Hereafter, let $L_i$ be the time to complete the $i$-th job.

### Formulation guidelines¶

Prepare a binary variable table $q$ of $N\times M$ to represent which machine to run each job on. When machine $j$ deals with the $i$-th job, the $i$ row $j$ column of $q$ should be $1$.

For example, suppose we have the following job schedule.

Job | Machine |
---|---|

Job 0 | Machine 0 |

Job 1 | Machine 2 |

Job 2 | Machine 2 |

Job 3 | Machine 1 |

Job 4 | Machine 1 |

Job 5 | Machine 1 |

Job 6 | Machine 1 |

The above job schedule can be represented by the variable table $q$ below.

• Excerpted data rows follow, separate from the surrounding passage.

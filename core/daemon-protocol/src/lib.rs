//! Wire types for relay-daemon.
//!
//! This crate is shared by the daemon, the `relay` CLI, and session runners so
//! the state file layout and control-server payloads cannot drift apart. The
//! daemon remains the authority on validation; clients reuse the same types to
//! build requests and decode responses.

use chrono::DateTime;
use serde::{Deserialize, Serialize};
use serde_json::{Map, Value};

pub mod machine;

/// Control server only ever binds here.
pub const CONTROL_HOST: &str = "127.0.0.1";
pub const STATE_FILE_NAME: &str = "daemon.state.json";
pub const LOCK_FILE_NAME: &str = "daemon.state.json.lock";
pub const MAX_REQUEST_BYTES: usize = 1024 * 1024; // 1MB

pub const ACTION_CREATE_DIRECTORY: &str = "CREATE_DIRECTORY";

pub const ROUTE_SESSION_STARTED: &str = "/session-started";
pub const ROUTE_LIST: &str = "/list";
pub const ROUTE_STOP_SESSION: &str = "/stop-session";
pub const ROUTE_SPAWN_SESSION: &str = "/spawn-session";
pub const ROUTE_STOP: &str = "/stop";

/// Prefix used for sessions that have not reported a remote id yet.
pub const PID_SESSION_PREFIX: &str = "PID-";

#[derive(Debug, Serialize, Deserialize, Clone, PartialEq, Eq)]
pub struct ErrorInfo {
    pub code: String,
    pub message: String,
}

impl ErrorInfo {
    pub fn new(code: &str, message: impl Into<String>) -> Self {
        Self {
            code: code.to_string(),
            message: message.into(),
        }
    }
}

// ─────────────────────────────────────────────────────────────────────────────
// State file
// ─────────────────────────────────────────────────────────────────────────────

/// Contents of `daemon.state.json`.
///
/// Best-effort liveness record; the lock file decides ownership.
#[derive(Debug, Serialize, Deserialize, Clone, PartialEq, Eq)]
#[serde(rename_all = "camelCase")]
pub struct DaemonStateRecord {
    pub pid: u32,
    pub http_port: u16,
    pub start_time: String,
    pub started_with_cli_version: String,
    pub started_with_cli_mtime_ms: i64,
    pub last_heartbeat: String,
    pub daemon_log_path: String,
}

impl DaemonStateRecord {
    pub fn validate(&self) -> Result<(), ErrorInfo> {
        if self.pid == 0 {
            return Err(ErrorInfo::new("invalid-pid", "pid must be non-zero"));
        }
        if self.http_port == 0 {
            return Err(ErrorInfo::new("invalid-port", "httpPort must be non-zero"));
        }
        for (field, value) in [
            ("startTime", &self.start_time),
            ("lastHeartbeat", &self.last_heartbeat),
        ] {
            if DateTime::parse_from_rfc3339(value).is_err() {
                return Err(ErrorInfo::new(
                    "invalid-timestamp",
                    format!("{} must be RFC3339", field),
                ));
            }
        }
        Ok(())
    }

    pub fn control_url(&self, route: &str) -> String {
        format!("http://{}:{}{}", CONTROL_HOST, self.http_port, route)
    }
}

// ─────────────────────────────────────────────────────────────────────────────
// Control server payloads
// ─────────────────────────────────────────────────────────────────────────────

#[derive(Debug, Serialize, Deserialize, Clone, Copy, PartialEq, Eq, Hash)]
#[serde(rename_all = "lowercase")]
pub enum StartedBy {
    Daemon,
    Terminal,
}

impl StartedBy {
    pub fn as_str(&self) -> &'static str {
        match self {
            StartedBy::Daemon => "daemon",
            StartedBy::Terminal => "terminal",
        }
    }
}

impl std::str::FromStr for StartedBy {
    type Err = ErrorInfo;

    fn from_str(value: &str) -> Result<Self, Self::Err> {
        match value.trim() {
            "daemon" => Ok(StartedBy::Daemon),
            "terminal" => Ok(StartedBy::Terminal),
            other => Err(ErrorInfo::new(
                "invalid-started-by",
                format!("unknown startedBy value: {}", other),
            )),
        }
    }
}

#[derive(Debug, Serialize, Deserialize, Clone, PartialEq)]
#[serde(rename_all = "camelCase")]
pub struct SessionMetadata {
    pub host_pid: u32,
    #[serde(default)]
    pub started_by: Option<StartedBy>,
    #[serde(default)]
    pub path: Option<String>,
    /// Anything else the session runner reports, kept for diagnostics.
    #[serde(flatten)]
    pub extra: Map<String, Value>,
}

#[derive(Debug, Serialize, Deserialize, Clone, PartialEq)]
#[serde(rename_all = "camelCase")]
pub struct SessionStartedRequest {
    pub session_id: String,
    pub metadata: SessionMetadata,
}

impl SessionStartedRequest {
    pub fn validate(&self) -> Result<(), ErrorInfo> {
        require_session_id(&self.session_id)?;
        if self.metadata.host_pid == 0 {
            return Err(ErrorInfo::new("invalid-pid", "metadata.hostPid is required"));
        }
        Ok(())
    }
}

#[derive(Debug, Serialize, Deserialize, Clone, PartialEq, Eq)]
pub struct StatusResponse {
    pub status: String,
}

impl StatusResponse {
    pub fn ok() -> Self {
        Self {
            status: "ok".to_string(),
        }
    }

    pub fn stopping() -> Self {
        Self {
            status: "stopping".to_string(),
        }
    }
}

#[derive(Debug, Serialize, Deserialize, Clone, PartialEq, Eq)]
#[serde(rename_all = "camelCase")]
pub struct ChildSummary {
    pub started_by: StartedBy,
    #[serde(default)]
    pub happy_session_id: Option<String>,
    pub pid: u32,
}

#[derive(Debug, Serialize, Deserialize, Clone, PartialEq, Eq, Default)]
pub struct ListResponse {
    pub children: Vec<ChildSummary>,
}

#[derive(Debug, Serialize, Deserialize, Clone, PartialEq, Eq)]
#[serde(rename_all = "camelCase")]
pub struct StopSessionRequest {
    pub session_id: String,
}

impl StopSessionRequest {
    pub fn validate(&self) -> Result<(), ErrorInfo> {
        require_session_id(&self.session_id)
    }
}

#[derive(Debug, Serialize, Deserialize, Clone, PartialEq, Eq)]
pub struct StopSessionResponse {
    pub success: bool,
}

#[derive(Debug, Serialize, Deserialize, Clone, PartialEq, Eq)]
#[serde(rename_all = "camelCase")]
pub struct SpawnSessionRequest {
    pub directory: String,
    #[serde(default)]
    pub session_id: Option<String>,
    #[serde(default)]
    pub approved_new_directory_creation: bool,
}

impl SpawnSessionRequest {
    pub fn validate(&self) -> Result<(), ErrorInfo> {
        if self.directory.trim().is_empty() {
            return Err(ErrorInfo::new("missing-field", "directory is required"));
        }
        Ok(())
    }
}

/// Response body for `/spawn-session` and the `spawn-happy-session` RPC.
///
/// Exactly one of three shapes is produced: started, approval required, or
/// failed. Use the constructors rather than filling fields by hand.
#[derive(Debug, Serialize, Deserialize, Clone, PartialEq, Eq)]
#[serde(rename_all = "camelCase")]
pub struct SpawnSessionResponse {
    pub success: bool,
    #[serde(default, skip_serializing_if = "Option::is_none")]
    pub session_id: Option<String>,
    #[serde(default, skip_serializing_if = "Option::is_none")]
    pub approved_new_directory_creation: Option<bool>,
    #[serde(default, skip_serializing_if = "std::ops::Not::not")]
    pub requires_user_approval: bool,
    #[serde(default, skip_serializing_if = "Option::is_none")]
    pub action_required: Option<String>,
    #[serde(default, skip_serializing_if = "Option::is_none")]
    pub directory: Option<String>,
    #[serde(default, skip_serializing_if = "Option::is_none")]
    pub error: Option<String>,
    #[serde(default, skip_serializing_if = "Option::is_none")]
    pub reason: Option<String>,
}

/// Borrowed view used by callers to branch on a spawn response.
#[derive(Debug, Clone, Copy, PartialEq, Eq)]
pub enum SpawnOutcome<'a> {
    Started {
        session_id: &'a str,
        created_directory: bool,
    },
    ApprovalRequired {
        directory: &'a str,
    },
    Failed {
        error: &'a str,
        reason: Option<&'a str>,
    },
}

impl SpawnSessionResponse {
    pub fn started(session_id: impl Into<String>, created_directory: bool) -> Self {
        Self {
            success: true,
            session_id: Some(session_id.into()),
            approved_new_directory_creation: Some(created_directory),
            requires_user_approval: false,
            action_required: None,
            directory: None,
            error: None,
            reason: None,
        }
    }

    pub fn approval_required(directory: impl Into<String>) -> Self {
        Self {
            success: false,
            session_id: None,
            approved_new_directory_creation: None,
            requires_user_approval: true,
            action_required: Some(ACTION_CREATE_DIRECTORY.to_string()),
            directory: Some(directory.into()),
            error: None,
            reason: None,
        }
    }

    pub fn failed(reason: &str, error: impl Into<String>) -> Self {
        Self {
            success: false,
            session_id: None,
            approved_new_directory_creation: None,
            requires_user_approval: false,
            action_required: None,
            directory: None,
            error: Some(error.into()),
            reason: Some(reason.to_string()),
        }
    }

    pub fn outcome(&self) -> SpawnOutcome<'_> {
        if self.success {
            return SpawnOutcome::Started {
                session_id: self.session_id.as_deref().unwrap_or_default(),
                created_directory: self.approved_new_directory_creation.unwrap_or(false),
            };
        }
        if self.requires_user_approval {
            return SpawnOutcome::ApprovalRequired {
                directory: self.directory.as_deref().unwrap_or_default(),
            };
        }
        SpawnOutcome::Failed {
            error: self.error.as_deref().unwrap_or("unknown error"),
            reason: self.reason.as_deref(),
        }
    }
}

/// Error envelope for any control route that fails before producing its own
/// response shape.
#[derive(Debug, Serialize, Deserialize, Clone, PartialEq, Eq)]
pub struct ControlErrorBody {
    pub success: bool,
    pub reason: String,
    pub error: String,
}

fn require_session_id(value: &str) -> Result<(), ErrorInfo> {
    if value.trim().is_empty() {
        return Err(ErrorInfo::new("missing-field", "sessionId is required"));
    }
    if value.len() > 256 {
        return Err(ErrorInfo::new(
            "invalid-session-id",
            "sessionId must be 256 characters or fewer",
        ));
    }
    Ok(())
}

#[cfg(test)]
mod tests {
    use super::*;

    fn record() -> DaemonStateRecord {
        DaemonStateRecord {
            pid: 100,
            http_port: 4242,
            start_time: "2026-01-30T12:00:00Z".to_string(),
            started_with_cli_version: "0.2.0".to_string(),
            started_with_cli_mtime_ms: 1_700_000_000_000,
            last_heartbeat: "2026-01-30T12:01:00Z".to_string(),
            daemon_log_path: "/tmp/relay/logs/daemon.log".to_string(),
        }
    }

    #[test]
    fn state_record_uses_camel_case_keys() {
        let value = serde_json::to_value(record()).expect("serialize");
        assert_eq!(value["httpPort"], 4242);
        assert_eq!(value["startedWithCliMtimeMs"], 1_700_000_000_000i64);
        assert_eq!(value["daemonLogPath"], "/tmp/relay/logs/daemon.log");
    }

    #[test]
    fn state_record_rejects_bad_timestamp() {
        let mut state = record();
        state.last_heartbeat = "yesterday".to_string();
        assert_eq!(
            state.validate().expect_err("invalid").code,
            "invalid-timestamp"
        );
    }

    #[test]
    fn validation_codes_are_kebab_case() {
        let mut bad_state = record();
        bad_state.pid = 0;
        let codes = [
            bad_state.validate().expect_err("pid").code,
            require_session_id("").expect_err("empty").code,
            require_session_id(&"x".repeat(300)).expect_err("long").code,
            "robot".parse::<StartedBy>().expect_err("started by").code,
            SpawnSessionRequest {
                directory: " ".to_string(),
                session_id: None,
                approved_new_directory_creation: false,
            }
            .validate()
            .expect_err("directory")
            .code,
        ];
        for code in codes {
            assert!(
                code.chars().all(|c| c.is_ascii_lowercase() || c == '-'),
                "{} is not kebab-case",
                code
            );
        }
    }

    #[test]
    fn session_started_requires_host_pid() {
        let request: SessionStartedRequest = serde_json::from_value(serde_json::json!({
            "sessionId": "abc",
            "metadata": { "hostPid": 0, "path": "/repo" }
        }))
        .expect("parse");
        assert_eq!(request.validate().expect_err("invalid").code, "invalid-pid");
    }

    #[test]
    fn session_metadata_keeps_unknown_fields() {
        let request: SessionStartedRequest = serde_json::from_value(serde_json::json!({
            "sessionId": "abc",
            "metadata": { "hostPid": 12, "startedBy": "daemon", "flavor": "claude" }
        }))
        .expect("parse");
        assert!(request.validate().is_ok());
        assert_eq!(request.metadata.started_by, Some(StartedBy::Daemon));
        assert_eq!(request.metadata.extra["flavor"], "claude");
    }

    #[test]
    fn approval_required_shape() {
        let value = serde_json::to_value(SpawnSessionResponse::approval_required(
            "/tmp/does-not-exist",
        ))
        .expect("serialize");
        assert_eq!(
            value,
            serde_json::json!({
                "success": false,
                "requiresUserApproval": true,
                "actionRequired": "CREATE_DIRECTORY",
                "directory": "/tmp/does-not-exist"
            })
        );
    }

    #[test]
    fn started_shape_round_trips_to_outcome() {
        let response = SpawnSessionResponse::started("session-9", true);
        let value = serde_json::to_value(&response).expect("serialize");
        assert_eq!(value["sessionId"], "session-9");
        assert_eq!(value["approvedNewDirectoryCreation"], true);
        assert!(value.get("requiresUserApproval").is_none());

        let decoded: SpawnSessionResponse = serde_json::from_value(value).expect("parse");
        assert_eq!(
            decoded.outcome(),
            SpawnOutcome::Started {
                session_id: "session-9",
                created_directory: true
            }
        );
    }

    #[test]
    fn spawn_request_defaults_approval_to_false() {
        let request: SpawnSessionRequest =
            serde_json::from_value(serde_json::json!({ "directory": "/repo" })).expect("parse");
        assert!(!request.approved_new_directory_creation);
        assert!(request.session_id.is_none());
    }

    #[test]
    fn started_by_parses_known_values_only() {
        assert_eq!("daemon".parse::<StartedBy>(), Ok(StartedBy::Daemon));
        assert!("cron".parse::<StartedBy>().is_err());
    }
}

$q$ | Machine 0 | Machine 1 | Machine 2 |
---|---|---|---|

Job 0 | 1 | 0 | 0 |

Job 1 | 0 | 0 | 1 |

Job 2 | 0 | 0 | 1 |

Job 3 | 0 | 1 | 0 |

Job 4 | 0 | 1 | 0 |

Job 5 | 0 | 1 | 0 |

Job 6 | 0 | 1 | 0 |

Also, to make it easier to understand what the maximum execution time to minimize is, we will assign jobs so that machine $0$ always has the longest execution time.

### Objective function¶

Since we assign jobs so that the runtime of machine $0$ is longer than the runtimes of the other machines, the time it takes to complete all jobs is equal to the execution time of machine $0$. Therefore, the objective function should be the execution time of machine $0$, i.e., the sum of the time taken by the jobs assigned to machine $0$. This can be done using the time $L_i$ taken for the job $i$:

$$ \sum_{i = 0}^{N - 1} q_{i, 0} L_i. $$

### Constraints¶

$q$ must satisfy the following.

- Condition 1: Each job is assigned to one machine. That is, each row of $q$ has precisely $1$.
- Condition 2: For each machine, its execution time is less than machine $0$.

We can express condition 1 as:

$$ \sum_{j = 0}^{M-1} q_{i, j} = 1 \quad \text{for} \quad i \in \{0, 1, \ldots, N-1\}. $$

Also, since the runtime of machine $j$ can be expressed as $\sum_{i = 0}^{N - 1} q_{i, j} L_i$, the condition 2 is

$$ \sum_{i = 0}^{N - 1} L_i q_{i, j} \leq \sum_{i = 0}^{N - 1} q_{i, 0} L_i \quad \text{for} \quad j \in \{1, 2, \ldots, M - 1\}. $$

Conversely, when conditions 1 and 2 are satisfied, $q$ represents the job assignment, and the objective function is equal to the time until all jobs are completed.

## Implementation¶

Using the problem and formulation described above, let us implement and solve the problem.
First, we create a $N\times M$ binary variables array $q$ using `BinarySymbolGenerator`

in
Fixstars Amplify SDK.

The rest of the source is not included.